2023-08-29 20:21:42 -07:00
Linus Torvalds
511fb5bafe Merge tag 'v6.6-vfs.super' of git://git.kernel.org/pub/scm/linux/kernel/git/vfs/vfs
Pull superblock updates from Christian Brauner:
 "This contains the super rework that was ready for this cycle. The
  first part changes the order of how we open block devices and allocate
  superblocks, contains various cleanups, simplifications, and a new
  mechanism to wait on superblock state changes.

  This unblocks work to ultimately limit the number of writers to a
  block device. Jan has already scheduled follow-up work that will be
  ready for v6.7 and allows us to restrict the number of writers to a
  given block device. That series builds on this work right here.

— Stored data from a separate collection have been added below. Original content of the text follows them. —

use eframe::egui::{self, Color32, RichText, Ui};

use crate::color::ColorMapKind;
use crate::state::{AppState, View};

// ---------------------------------------------------------------------------
// Left side panel – appearance and comparison summary
// ---------------------------------------------------------------------------

/// Render the left settings panel.
pub fn side_panel(ui: &mut Ui, state: &mut AppState) {
    ui.heading("Surface");
    ui.separator();

    ui.strong("Color map");
    egui::ComboBox::from_id_salt("color_map")
        .selected_text(state.color_map.name())
        .show_ui(ui, |ui: &mut Ui| {
            for kind in ColorMapKind::ALL {
                ui.selectable_value(&mut state.color_map, kind, kind.name());
            }
        });
    color_bar(ui, state.color_map);
    ui.add_space(6.0);

    ui.strong("Surface alpha");
    ui.add(egui::Slider::new(&mut state.surface_alpha, 0.0..=1.0).step_by(0.05));
    ui.checkbox(&mut state.show_surface, "Show surface");
    ui.checkbox(&mut state.show_points, "Show points");
    ui.checkbox(&mut state.shared_z_scale, "Same Z scale for both");
    ui.separator();

    ui.heading("Predicted vs actual");
    match &state.summary {
        Some(s) if s.count > 0 => {
            egui::Grid::new("error_summary")
                .num_columns(2)
                .striped(true)
                .show(ui, |ui: &mut Ui| {
                    for (label, value) in [
                        ("Points", s.count.to_string()),
                        ("MAE", format!("{:.5}", s.mae)),
                        ("MSE", format!("{:.5}", s.mse)),
                        ("RMSE", format!("{:.5}", s.rmse)),
                        ("Max |err|", format!("{:.5}", s.max_abs)),
                    ] {
                        ui.label(label);
                        ui.monospace(value);
                        ui.end_row();
                    }
                });
        }
        Some(_) => {
            ui.label("No comparable values.");
        }
        None => {
            ui.label("No data loaded.");
        }
    }
}

/// Horizontal strip previewing a colour map.
fn color_bar(ui: &mut Ui, kind: ColorMapKind) {
    const STEPS: usize = 64;
    let width = ui.available_width().min(200.0);
    let (rect, _) = ui.allocate_exact_size(egui::vec2(width, 12.0), egui::Sense::hover());
    let painter = ui.painter_at(rect);
    let step = rect.width() / STEPS as f32;
    for i in 0..STEPS {
        let x0 = rect.left() + i as f32 * step;
        let cell = egui::Rect::from_min_max(
            egui::pos2(x0, rect.top()),
            egui::pos2(x0 + step + 0.5, rect.bottom()),
        );
        painter.rect_filled(cell, 0.0, kind.sample(i as f64 / (STEPS - 1) as f64));
    }
}

// ---------------------------------------------------------------------------
// Top bar
// ---------------------------------------------------------------------------

/// Render the top menu / toolbar.
pub fn top_bar(ui: &mut Ui, state: &mut AppState) {
    egui::menu::bar(ui, |ui: &mut Ui| {
        ui.menu_button("File", |ui: &mut Ui| {
            if ui.button("Open folder…").clicked() {
                open_folder_dialog(state);
                ui.close_menu();
            }
            if ui.button("Reload").clicked() {
                state.reload();
                ui.close_menu();
            }
        });

        ui.separator();

        for view in View::ALL {
            ui.selectable_value(&mut state.view, view, view.label());
        }

        ui.separator();

        if let Some(data) = &state.data {
            ui.label(format!(
                "{} points, {} triangles  ·  {}",
                data.len(),
                data.triangles.len(),
                state.data_dir.display()
            ));
        }

        if let Some(msg) = &state.status_message {
            ui.label(RichText::new(msg).color(Color32::RED));
        }
    });
}

// ---------------------------------------------------------------------------
// Folder dialog
// ---------------------------------------------------------------------------

pub fn open_folder_dialog(state: &mut AppState) {
    let folder = rfd::FileDialog::new()
        .set_title("Open folder with data.csv, training_data.csv, prediction.csv")
        .set_directory(&state.data_dir)
        .pick_folder();

    if let Some(dir) = folder {
        log::info!("Switching data folder to {}", dir.display());
        state.load_from(&dir);
    }
}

  The second part contains filesystem freezing updates.

  Overview:

  The generic superblock changes are rougly organized as follows
  (ignoring additional minor cleanups):

   (1) Removal of the bd_super member from struct block_device.

       This was a very odd back pointer to struct super_block with
       unclear rules. For all relevant places we have other means to get
       the same information so just get rid of this.

   (2) Simplify rules for superblock cleanup.

       Roughly, everything that is allocated during fs_context
       initialization and that's stored in fs_context->s_fs_info needs
       to be cleaned up by the fs_context->free() implementation before
       the superblock allocation function has been called successfully.

       After sget_fc() returned fs_context->s_fs_info has been
       transferred to sb->s_fs_info at which point sb->kill_sb() if
       fully responsible for cleanup. Adhering to these rules means that
       cleanup of sb->s_fs_info in fill_super() is to be avoided as it's
       brittle and inconsistent.

       Cleanup shouldn't be duplicated between sb->put_super() as
       sb->put_super() is only called if sb->s_root has been set aka
       when the filesystem has been successfully born (SB_BORN). That
       complexity should be avoided.

       This also means that block devices are to be closed in
       sb->kill_sb() instead of sb->put_super(). More details in the
       lower section.

   (3) Make it possible to lookup or create a superblock before opening
       block devices

       There's a subtle dependency on (2) as some filesystems did rely
       on fill_super() to be called in order to correctly clean up
       sb->s_fs_info. All these filesystems have been fixed.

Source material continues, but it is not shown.